Within the listing, each line that has the string "QualifiedName" should be copied.
=== LISTED RECORDS ===
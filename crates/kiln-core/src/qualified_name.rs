use std::fmt;

use crate::TypeHash;

/// Fully qualified class name used as the identity key during compilation.
///
/// Namespaces are separated by `\`. A leading separator marks an absolute
/// name and is dropped when parsing.
///
/// # Examples
///
/// ```
/// use kiln_core::QualifiedName;
///
/// let user = QualifiedName::global("User");
/// assert_eq!(user.to_string(), "User");
///
/// let model = QualifiedName::new("User", vec!["App".into(), "Models".into()]);
/// assert_eq!(model.to_string(), "App\\Models\\User");
/// ```
#[derive(Debug, Clone, PartialEq, Eq, Hash)]
pub struct QualifiedName {
    /// Simple name (e.g., "User")
    pub name: String,
    /// Namespace path (e.g., ["App", "Models"]), empty for the global namespace
    pub namespace: Vec<String>,
}

impl QualifiedName {
    /// Namespace separator.
    pub const SEPARATOR: char = '\\';

    /// Create a new qualified name with namespace.
    pub fn new(name: impl Into<String>, namespace: Vec<String>) -> Self {
        Self {
            name: name.into(),
            namespace,
        }
    }

    /// Create a qualified name in the global namespace.
    pub fn global(name: impl Into<String>) -> Self {
        Self {
            name: name.into(),
            namespace: Vec::new(),
        }
    }

    /// Parse a qualified string such as `App\Models\User`.
    ///
    /// The last segment is the name, the rest is the namespace. A leading
    /// separator is ignored: `\App\User` == `App\User`.
    pub fn from_qualified_string(s: &str) -> Self {
        let mut parts: Vec<String> = s
            .split(Self::SEPARATOR)
            .filter(|p| !p.is_empty())
            .map(str::to_string)
            .collect();
        match parts.pop() {
            Some(name) => Self {
                name,
                namespace: parts,
            },
            None => Self::global(""),
        }
    }

    /// Check if this is in the global namespace.
    pub fn is_global(&self) -> bool {
        self.namespace.is_empty()
    }

    /// Get the simple (unqualified) name.
    pub fn simple_name(&self) -> &str {
        &self.name
    }

    /// Get the namespace path.
    pub fn namespace_path(&self) -> &[String] {
        &self.namespace
    }

    /// Compute the case-insensitive identity hash of this name.
    pub fn to_type_hash(&self) -> TypeHash {
        TypeHash::from_name(&self.to_string())
    }

    /// Runtime symbol prefix: lowercased segments joined by `_`.
    ///
    /// `App\Models\User` becomes `app_models_user`.
    pub fn symbol_prefix(&self) -> String {
        self.namespace
            .iter()
            .chain(std::iter::once(&self.name))
            .map(|s| s.to_ascii_lowercase())
            .collect::<Vec<_>>()
            .join("_")
    }
}

impl fmt::Display for QualifiedName {
    fn fmt(&self, f: &mut fmt::Formatter<'_>) -> fmt::Result {
        for ns in &self.namespace {
            write!(f, "{}{}", ns, Self::SEPARATOR)?;
        }
        write!(f, "{}", self.name)
    }
}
===
> [SOLUTION TO THIS PROBLEM]
/// use kiln_core::QualifiedName;
/// let user = QualifiedName::global("User");
/// let model = QualifiedName::new("User", vec!["App".into(), "Models".into()]);
pub struct QualifiedName {
impl QualifiedName {
impl fmt::Display for QualifiedName {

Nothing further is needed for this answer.